Source data |
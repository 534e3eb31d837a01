// =====================================================================================
// SELF-TUNING CONTROLLER TESTS
// =====================================================================================

use std::sync::Arc;
use std::time::Duration;

use assert_matches::assert_matches;

use monitoring_cell::services::metrics::names;
use monitoring_cell::services::{AccuracyHistory, ParameterStore, TuningOutcome};
use monitoring_cell::{MetricsCollectorService, SelfTuningController, ShadowEvaluator};
use shared_config::TuningConfig;
use shared_database::MemoryPersistentStore;
use shared_models::{AccuracyRecord, ScoringWeights, ShiftCandidate, TuningParameters};

struct Fixture {
    controller: SelfTuningController,
    parameters: Arc<ParameterStore>,
    history: Arc<AccuracyHistory>,
    shadow: Arc<ShadowEvaluator>,
    metrics: Arc<MetricsCollectorService>,
}

fn fixture(config: TuningConfig, initial: TuningParameters) -> Fixture {
    let parameters = Arc::new(ParameterStore::new(initial));
    let history = Arc::new(AccuracyHistory::new(10_000, Duration::from_secs(30 * 24 * 3600)));
    let shadow = Arc::new(ShadowEvaluator::new(50));
    let metrics = Arc::new(MetricsCollectorService::new());
    let controller = SelfTuningController::new(
        config,
        parameters.clone(),
        history.clone(),
        shadow.clone(),
        metrics.clone(),
    );
    Fixture {
        controller,
        parameters,
        history,
        shadow,
        metrics,
    }
}

fn record_many(history: &AccuracyHistory, league: &str, accuracy: f64, count: usize) {
    for _ in 0..count {
        history.record(AccuracyRecord::new(league, accuracy));
    }
}

#[tokio::test]
async fn test_low_accuracy_raises_threshold_one_step() {
    let f = fixture(TuningConfig::default(), TuningParameters::new(0.5));
    record_many(&f.history, "nba", 0.55, 60);

    let outcome = f.controller.run().await;

    let parameters = assert_matches!(outcome, TuningOutcome::Applied { parameters, .. } => parameters);
    assert!((parameters.default_correlation_threshold - 0.55).abs() < 1e-9);
    assert!((parameters.league_thresholds["nba"] - 0.55).abs() < 1e-9);
    assert_eq!(parameters.version, 2);
    assert_eq!(f.parameters.snapshot().version, 2);
    assert_eq!(f.metrics.counter(names::TUNING_RUNS), 1);
}

#[tokio::test]
async fn test_high_accuracy_lowers_threshold_within_bounds() {
    let f = fixture(TuningConfig::default(), TuningParameters::new(0.32));
    record_many(&f.history, "nfl", 0.95, 60);

    f.controller.run().await;

    let parameters = f.parameters.snapshot();
    assert!((parameters.default_correlation_threshold - 0.3).abs() < 1e-9);
    assert!((parameters.league_thresholds["nfl"] - 0.3).abs() < 1e-9);
}

#[tokio::test]
async fn test_threshold_never_exceeds_ceiling() {
    let f = fixture(TuningConfig::default(), TuningParameters::new(0.88));
    record_many(&f.history, "mlb", 0.1, 60);

    f.controller.run().await;

    assert!((f.parameters.snapshot().default_correlation_threshold - 0.9).abs() < 1e-9);
}

#[tokio::test]
async fn test_insufficient_history_skips() {
    let f = fixture(TuningConfig::default(), TuningParameters::new(0.5));
    record_many(&f.history, "nba", 0.2, 49);

    let outcome = f.controller.run().await;

    assert_matches!(outcome, TuningOutcome::Skipped { records: 49 });
    assert_eq!(f.parameters.snapshot().version, 1);
    assert_eq!(f.metrics.counter(names::TUNING_SKIPPED), 1);
}

#[tokio::test]
async fn test_sparse_leagues_keep_their_threshold() {
    let f = fixture(TuningConfig::default(), TuningParameters::new(0.5));
    record_many(&f.history, "nba", 0.55, 55);
    record_many(&f.history, "nhl", 0.1, 5);

    let outcome = f.controller.run().await;

    let adjusted = assert_matches!(outcome, TuningOutcome::Applied { adjusted_leagues, .. } => adjusted_leagues);
    assert_eq!(adjusted, vec!["nba".to_string()]);
    assert!(!f.parameters.snapshot().league_thresholds.contains_key("nhl"));
}

#[test]
fn test_mid_band_moves_toward_target() {
    let f = fixture(TuningConfig::default(), TuningParameters::new(0.5));

    // Target 0.7: at 0.75 the pull is -0.5 of a step.
    assert!((f.controller.adjust_threshold(0.5, 0.75) - 0.475).abs() < 1e-9);
    assert!((f.controller.adjust_threshold(0.5, 0.7) - 0.5).abs() < 1e-9);
    assert!((f.controller.adjust_threshold(0.5, 0.65) - 0.525).abs() < 1e-9);
}

#[tokio::test]
async fn test_favorable_shadow_results_blend_weights() {
    let f = fixture(TuningConfig::default(), TuningParameters::new(0.5));
    record_many(&f.history, "nba", 0.7, 60);
    let candidates: Vec<ShiftCandidate> = (0..12)
        .map(|i| ShiftCandidate::new(format!("x{}", i), format!("y{}", i), 0.9))
        .collect();
    f.shadow.evaluate(&candidates, &f.parameters.snapshot());

    let outcome = f.controller.run().await;

    let (parameters, blended) = assert_matches!(
        outcome,
        TuningOutcome::Applied { parameters, blended_shadow, .. } => (parameters, blended_shadow)
    );
    assert!(blended);
    assert!(parameters.scoring_weights.correlation > ScoringWeights::default().correlation);
    assert_eq!(f.shadow.stats().window_runs, 0);
}

#[tokio::test]
async fn test_unfavorable_shadow_results_leave_weights() {
    let f = fixture(TuningConfig::default(), TuningParameters::new(0.5));
    record_many(&f.history, "nba", 0.7, 60);
    // Every candidate sits between the shadow and production thresholds.
    let candidates: Vec<ShiftCandidate> = (0..12)
        .map(|i| ShiftCandidate::new(format!("x{}", i), format!("y{}", i), 0.48))
        .collect();
    f.shadow.evaluate(&candidates, &f.parameters.snapshot());

    f.controller.run().await;

    assert_eq!(f.parameters.snapshot().scoring_weights, ScoringWeights::default());
}

#[tokio::test]
async fn test_parameters_are_archived() {
    let persistent = Arc::new(MemoryPersistentStore::new());
    let parameters = Arc::new(ParameterStore::new(TuningParameters::new(0.5)));
    let history = Arc::new(AccuracyHistory::new(1_000, Duration::from_secs(3600)));
    let controller = SelfTuningController::new(
        TuningConfig::default(),
        parameters,
        history.clone(),
        Arc::new(ShadowEvaluator::new(10)),
        Arc::new(MetricsCollectorService::new()),
    )
    .with_persistent_store(persistent.clone());
    record_many(&history, "nba", 0.9, 60);

    controller.run().await;

    let archived = persistent.archived_parameters();
    assert_eq!(archived.len(), 1);
    assert_eq!(archived[0].version, 2);
}

#[tokio::test]
async fn test_archive_failure_keeps_new_parameters() {
    let persistent = Arc::new(MemoryPersistentStore::new());
    persistent.set_available(false);
    let parameters = Arc::new(ParameterStore::new(TuningParameters::new(0.5)));
    let history = Arc::new(AccuracyHistory::new(1_000, Duration::from_secs(3600)));
    let controller = SelfTuningController::new(
        TuningConfig::default(),
        parameters.clone(),
        history.clone(),
        Arc::new(ShadowEvaluator::new(10)),
        Arc::new(MetricsCollectorService::new()),
    )
    .with_persistent_store(persistent);
    record_many(&history, "nba", 0.9, 60);

    controller.run().await;

    assert_eq!(parameters.snapshot().version, 2);
}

Activity |
Look through the entries above; copy every line holding the string "AccuracyRecord".

Expected output |
use shared_models::{AccuracyRecord, ScoringWeights, ShiftCandidate, TuningParameters};
        history.record(AccuracyRecord::new(league, accuracy));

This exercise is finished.